(un)Just Sustainabilities online Exhibit

This online exhibit for Professor Heather Bedi’s Environmental and Social Justice class allows Dickinson College students to reflect on environmental injustices and demographic trends in their neighborhood, town, city, or state. In defining just sustainabilities, Agyeman et al. (2003) argue that social and economic inequalities across place exacerbate environmental injustices. They advocate for human equality to be central in sustainability efforts. Students explore (un) just sustainabilities in their place through a paper and a publicly exhibited zero-waste visual or audio project.

Unjust Sustainability: Brownfields in Carlisle, PA

The explored (Un)just Sustainability in this project is the disproportionate distribution of Brownfields in the town of Carlisle, PA. Brownfields according to the EPA are areas that contain highly toxic and hazardous substances, pollutants, and/or contaminants which render redevelopment, or reuse of the property complicated. Such properties are highly dangerous to human health in the form of toxic chemicals. As cancer, reproductive, and developmental issues are recognized health effects of certain toxicants in brownfields (Litt et al., 2002). Physical health hazards are also widely present and pose a threat to public health as often time brownfields have unsafe structures, sharp objects, and uncovered holes (Wisconsin Gov). Although brownfields are not considered as dangerous to human health as much as superfund sites and are considered more of economic and social burdens on its communities, they are still highly hazardous spaces that directly affect the populations having to live near them. Through an analysis of the placement of this environmental bad in relation to environmental justice parameters such as race, income, and education in Carlisle, we argue that an unjust sustainability is taking place in Carlisle through the pattern of brownfield distribution locally. As we compared demographic layers on EJ screen map, our findings suggest that areas in the north of Carlisle, precisely north of High Street, which are areas that have higher percentages of minority populations, poverty levels, and lower education levels, have a cluster of brownfield sites, compared to the richer areas, that have higher education levels, and mostly white populations in south Carlisle. We argue that such a disproportionate and uneven distribution is a form of environmental injustice taking place in Carlisle, as more vulnerable populations who lack the voice and choice in decisions regarding toxic activity in their communities are being unevenly exposed to the health risks associated with brownfields.

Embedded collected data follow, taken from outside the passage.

impl<W: Write> PageWriter<W> {
    pub fn new(writer: W, config: &ViewerConfig) -> Self {
        Self {
            writer,
            card_view: config.card_view,
            resolver: config.resolver(),
            content: config.content_renderer(),
            assistant: config.assistant_renderer(),
        }
    }

    pub fn into_inner(self) -> W {
        self.writer
    }

    fn text(&mut self, text: &str) -> fmt::Result {
        escape_html(&mut self.writer, text)
    }

    pub fn write_document(&mut self, week: &Week<'_>, panel: Option<&AssistantPanel>) -> fmt::Result {
        let title = week.title();
        self.writer.write_str("<!DOCTYPE html>\n<html lang=\"en\">\n<head>\n")?;
        self.writer.write_str("  <meta charset=\"utf-8\">\n")?;
        self.writer.write_str(
            "  <meta name=\"viewport\" content=\"width=device-width, initial-scale=1\">\n",
        )?;
        self.writer.write_str("  <title>")?;
        self.text(title)?;
        self.writer.write_str("</title>\n</head>\n<body>\n")?;

        self.writer.write_str("<main data-week=\"")?;
        self.text(week.key)?;
        self.writer.write_str("\">\n<h1>")?;
        self.text(title)?;
        self.writer.write_str("</h1>\n")?;

        let layout = match self.card_view {
            CardViewMode::Grid => "stream stream-grid",
            CardViewMode::List => "stream stream-list",
        };
        writeln!(self.writer, "<div class=\"{layout}\">")?;
        if week.items.is_empty() {
            self.writer.write_str("<p class=\"empty\">No posts this week.</p>\n")?;
        }
        for item in &week.items {
            self.write_item(item)?;
        }
        self.writer.write_str("</div>\n")?;

        if let Some(panel) = panel {
            self.write_assistant_panel(panel)?;
        }

        self.writer.write_str("</main>\n</body>\n</html>\n")
    }

    pub fn write_item(&mut self, item: &StreamItem) -> fmt::Result {
        let kind = if item.is_assignment() {
            "assignment"
        } else {
            "announcement"
        };
        self.writer.write_str("<article id=\"")?;
        self.text(&item.id)?;
        write!(self.writer, "\" class=\"stream-item {kind}")?;
        if item.deleted {
            self.writer.write_str(" deleted")?;
        }
        self.writer.write_str("\">\n<header><span class=\"author\">")?;
        self.text(&item.author)?;
        self.writer.write_str("</span> <time>")?;
        self.text(&item.date)?;
        self.writer.write_str("</time>")?;
        if item.deleted {
            self.writer.write_str(" <span class=\"deleted\">(Deleted)</span>")?;
        }
        self.writer.write_str("</header>\n<div class=\"content\">")?;
        let html = self.content.render(&item.content);
        self.writer.write_str(&html)?;
        self.writer.write_str("</div>\n")?;

        if !item.attachments.is_empty() {
            self.writer
                .write_str("<footer class=\"attachments\">\n<h4>Attachments</h4>\n")?;
            for (index, attachment) in item.attachments.iter().enumerate() {
                self.write_attachment_chip(item, index, attachment)?;
            }
            self.writer.write_str("</footer>\n")?;

            let mut previews = item
                .attachments
                .iter()
                .enumerate()
                .filter(|(_, attachment)| is_embeddable(attachment.kind))
                .peekable();
            if previews.peek().is_some() {
                self.writer.write_str("<section class=\"previews\">\n")?;
                for (index, attachment) in previews {
                    let decision = self.resolver.resolve(attachment);
                    self.writer.write_str("<figure id=\"")?;
                    self.text(&preview_anchor(item, index))?;
                    self.writer.write_str("\">")?;
                    self.write_preview(attachment, &decision)?;
                    self.writer.write_str("<figcaption>")?;
                    self.text(&attachment.title)?;
                    self.writer.write_str("</figcaption></figure>\n")?;
                }
                self.writer.write_str("</section>\n")?;
            }
        }

        self.writer.write_str("</article>\n")
    }

    /// Embeddable attachments link to their preview on the page, the rest
    /// open externally.
    pub fn write_attachment_chip(
        &mut self,
        item: &StreamItem,
        index: usize,
        attachment: &Attachment,
    ) -> fmt::Result {
        let icon = AttachmentIcon::for_attachment(attachment);
        write!(
            self.writer,
            "<a class=\"attachment-chip\" data-icon=\"{}\" href=\"",
            icon.as_str()
        )?;
        if is_embeddable(attachment.kind) {
            self.writer.write_char('#')?;
            self.text(&preview_anchor(item, index))?;
            self.writer.write_str("\">")?;
        } else {
            self.text(&attachment.url)?;
            self.writer
                .write_str("\" target=\"_blank\" rel=\"noopener noreferrer\">")?;
        }
        self.text(&attachment.title)?;
        self.writer.write_str("</a>\n")
    }

    pub fn write_preview(&mut self, attachment: &Attachment, decision: &EmbedDecision) -> fmt::Result {
        match decision.kind {
            EmbedKind::Iframe => {
                self.writer.write_str("<iframe src=\"")?;
                self.text(&decision.resolved_url)?;
                self.writer.write_str("\" title=\"")?;
                self.text(&attachment.title)?;
                write!(
                    self.writer,
                    "\" allow=\"{IFRAME_ALLOW}\" allowfullscreen sandbox=\"{IFRAME_SANDBOX}\"></iframe>"
                )
            }
            EmbedKind::Image => {
                self.writer.write_str("<img src=\"")?;
                self.text(&decision.resolved_url)?;
                self.writer.write_str("\" alt=\"")?;
                self.text(&attachment.title)?;
                self.writer.write_str("\">")
            }
            EmbedKind::Audio => {
                self.writer.write_str("<audio controls src=\"")?;
                self.text(&decision.resolved_url)?;
                self.writer
                    .write_str("\">Your browser does not support the audio element.</audio>")
            }
            EmbedKind::Unsupported => {
                self.writer.write_str(
                    "<div class=\"preview-unavailable\"><h3>Preview not available</h3>\
                     <p>This content can't be shown here, but you can open it in a new tab.</p>\
                     <a href=\"",
                )?;
                self.text(&decision.resolved_url)?;
                self.writer.write_str(
                    "\" target=\"_blank\" rel=\"noopener noreferrer\">Open in New Tab</a></div>",
                )
            }
        }
    }

    pub fn write_assistant_panel(&mut self, panel: &AssistantPanel) -> fmt::Result {
        self.writer.write_str("<aside class=\"assistant\">\n")?;
        match panel {
            AssistantPanel::Idle => {}
            AssistantPanel::Loading(_) => {
                self.writer.write_str("<p class=\"loading\">Thinking…</p>\n")?;
            }
            AssistantPanel::Ready(content) => self.write_ai_content(content)?,
            AssistantPanel::Failed(message) => {
                self.writer.write_str("<p class=\"error\">")?;
                self.text(message)?;
                self.writer.write_str("</p>\n")?;
            }
        }
        self.writer.write_str("</aside>\n")
    }

    pub fn write_ai_content(&mut self, content: &AiContent) -> fmt::Result {
        match content {
            AiContent::Summary(summary) => self.write_summary(summary),
            AiContent::LearnMore(learn_more) => self.write_learn_more(learn_more),
        }
    }

    fn write_summary(&mut self, summary: &Summary) -> fmt::Result {
        self.writer.write_str("<section class=\"summary\">\n<h3>")?;
        self.text(&summary.title)?;
        self.writer.write_str("</h3>\n<h4>Key Points</h4>\n<ul>")?;
        for point in &summary.key_points {
            self.writer.write_str("<li>")?;
            self.text(point)?;
            self.writer.write_str("</li>")?;
        }
        self.writer.write_str("</ul>\n")?;
        if !summary.upcoming_assignments.is_empty() {
            self.writer.write_str("<h4>Upcoming Assignments</h4>\n")?;
            for assignment in &summary.upcoming_assignments {
                self.writer.write_str("<div class=\"assignment\"><p>")?;
                self.text(&assignment.title)?;
                self.writer.write_str("</p><span class=\"due\">")?;
                self.text(&assignment.due_date)?;
                self.writer.write_str("</span></div>\n")?;
            }
        }
        self.writer.write_str("</section>\n")
    }

    fn write_learn_more(&mut self, learn_more: &LearnMore) -> fmt::Result {
        self.writer.write_str("<section class=\"learn-more\">\n<h3>")?;
        self.text(&learn_more.title)?;
        self.writer.write_str("</h3>\n<div class=\"explanation\">")?;
        let html = self.assistant.render(&learn_more.explanation);
        self.writer.write_str(&html)?;
        self.writer.write_str("</div>\n</section>\n")
    }
}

Project: Textile piece of a map of Carlisle representing different key demographics in town in relation to brownfield location. Demographics are race, income, and education with legend going from dark purple to dark yellow. The legend’s gradient starts with dark purple, light purple, white, light yellow, and dark yellow. Going from richer, whiter quadrants with high levels of income to quadrants with higher levels of poverty, minority populations, and low levels of education. Red pins were used to show the distribution of the 10 brownfields in Carlisle.